A film by Brave New Foundation released today (see an excerpt below) highlights the backing of the billionaire Koch brothers for voter-suppression efforts around the nation. It is no accident that the same corporate interests that have fueled the anger against economic injustice voiced by the Occupy Wall Street movement would deny 99 percent of Americans the expansive democracy tirelessly championed by Dr. Martin Luther King Jr. and the civil rights movement. It promises a dangerous restructuring of our nation and stacks the deck against the 99 percent.
We already rank near the bottom of all nations among the Organisation of Economic Co-operation and Development Countries (which encompasses about 31 of the world's industrialized countries). The United States is 27th in child and senior poverty rates, income inequality, health and pre-primary education, according to the Germany-based Bertelsmann Stiftung Foundation.

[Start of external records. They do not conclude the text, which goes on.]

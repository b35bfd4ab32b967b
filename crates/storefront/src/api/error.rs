//! Errors produced by the transport and the API client.

use reqwest::StatusCode;
use serde::Deserialize;
use thiserror::Error;

/// A request could not be delivered or its response could not be read.
#[derive(Debug, Error)]
pub enum TransportError {
    /// HTTP request failed (connect, TLS, timeout, body read).
    #[error("HTTP error: {0}")]
    Http(#[from] reqwest::Error),

    /// Endpoint path could not be joined onto the base URL.
    #[error("Invalid request URL: {0}")]
    InvalidUrl(#[from] url::ParseError),

    /// Backend unreachable for a reason other than an HTTP error.
    #[error("Service unavailable: {0}")]
    Unavailable(String),
}

/// Errors returned by [`ApiClient`](super::ApiClient) calls.
#[derive(Debug, Error)]
pub enum ApiError {
    /// The request never produced an HTTP response.
    #[error(transparent)]
    Transport(#[from] TransportError),

    /// The backend rejected the credentials and no refresh was possible.
    #[error("Unauthorized")]
    Unauthorized,

    /// Exchanging the refresh token failed; the session has been cleared.
    #[error("Session refresh failed: {0}")]
    RefreshFailed(String),

    /// Resource not found.
    #[error("Not found: {0}")]
    NotFound(String),

    /// Rate limited by the backend.
    #[error("Rate limited, retry after {0} seconds")]
    RateLimited(u64),

    /// Any other non-success status.
    #[error("HTTP {status}: {message}")]
    Status {
        /// Response status.
        status: StatusCode,
        /// Message extracted from the response body.
        message: String,
    },

    /// Response body did not match the expected shape.
    #[error("JSON parse error: {0}")]
    Parse(#[from] serde_json::Error),
}

impl ApiError {
    /// Whether this error means the caller has no valid session.
    #[must_use]
    pub const fn is_auth_failure(&self) -> bool {
        matches!(self, Self::Unauthorized | Self::RefreshFailed(_))
    }

    /// Whether the request could be retried later without changes.
    #[must_use]
    pub fn is_transient(&self) -> bool {
        match self {
            Self::Transport(_) | Self::RateLimited(_) => true,
            Self::Status { status, .. } => status.is_server_error(),
            _ => false,
        }
    }

    /// Message suitable for a toast or inline error panel.
    #[must_use]
    pub fn user_message(&self) -> String {
        match self {
            Self::Transport(_) => "Could not reach the store, check your connection".to_string(),
            Self::Unauthorized | Self::RefreshFailed(_) => {
                "Your session has expired, please sign in again".to_string()
            }
            Self::NotFound(_) => "Not found".to_string(),
            Self::RateLimited(secs) => format!("Too many requests, try again in {secs}s"),
            Self::Status { status, message } if status.is_client_error() => message.clone(),
            Self::Status { .. } | Self::Parse(_) => "Something went wrong on our side".to_string(),
        }
    }
}

/// Error payload shapes the backend uses.
#[derive(Debug, Default, Deserialize)]
struct ErrorBody {
    #[serde(default)]
    message: Option<String>,
    #[serde(default)]
    detail: Option<String>,
    #[serde(default)]
    error: Option<String>,
}

/// Pull a human-readable message out of an error response body.
pub(crate) fn error_message(body: &[u8]) -> String {
    if let Ok(parsed) = serde_json::from_slice::<ErrorBody>(body)
        && let Some(message) = parsed.message.or(parsed.detail).or(parsed.error)
    {
        return message;
    }
    String::from_utf8_lossy(body).chars().take(200).collect()
}

#[cfg(test)]
mod tests {
    use super::*;

    #[test]
    fn test_error_message_prefers_json_fields() {
        assert_eq!(error_message(br#"{"message":"Out of stock"}"#), "Out of stock");
        assert_eq!(error_message(br#"{"detail":"Token expired"}"#), "Token expired");
        assert_eq!(error_message(br#"{"error":"bad"}"#), "bad");
    }

    #[test]
    fn test_error_message_falls_back_to_truncated_text() {
        let body = "x".repeat(500);
        assert_eq!(error_message(body.as_bytes()).len(), 200);
        assert_eq!(error_message(b"plain"), "plain");
    }

    #[test]
    fn test_user_message_hides_server_details() {
        let err = ApiError::Status {
            status: StatusCode::INTERNAL_SERVER_ERROR,
            message: "stack trace".to_string(),
        };
        assert_eq!(err.user_message(), "Something went wrong on our side");
        assert!(err.is_transient());

        let err = ApiError::Status {
            status: StatusCode::UNPROCESSABLE_ENTITY,
            message: "Title is required".to_string(),
        };
        assert_eq!(err.user_message(), "Title is required");
        assert!(!err.is_transient());
    }

    #[test]
    fn test_auth_failures() {
        assert!(ApiError::Unauthorized.is_auth_failure());
        assert!(ApiError::RefreshFailed("gone".into()).is_auth_failure());
        assert!(!ApiError::NotFound("x".into()).is_auth_failure());
    }

    #[test]
    fn test_display() {
        assert_eq!(
            ApiError::RateLimited(60).to_string(),
            "Rate limited, retry after 60 seconds"
        );
        assert_eq!(
            ApiError::NotFound("product 42".to_string()).to_string(),
            "Not found: product 42"
        );
    }
}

African-American communities rank lower than that, with child poverty and infant mortality rates that rival any Third World nation.
If our voices in the voting booth are silenced, the consequences for changing those painful numbers are obvious.
We must and can fight back. Already progressive forces have compelled governors in Montana, Minnesota, Missouri, North Carolina and New Hampshire to veto photo ID laws, and we beat them back in others. We are launching a petition drive to call upon the Department of Justice to deny approval under the Voting Rights Act of discriminatory photo ID laws in South Carolina and Texas. In Missouri, we have already filed a lawsuit challenging a photo ID amendment to Missouri's constitution, and this is just the beginning.
These laws affect the very character of our democracy and pose an essential question for our country: Are we a democracy for the few or for the many? Are we rushing down the road to a new form of economic and political apartheid, or will we rise up, raise our voices loudly and fight diligently — we the 99 percent – for the moral core of America's promise: democracy for all.
Judith Browne Dianis is one of the nation's leading voting-rights litigators and co-director of the Advancement Project, a next-generation civil rights organization focused on issues of democracy and race.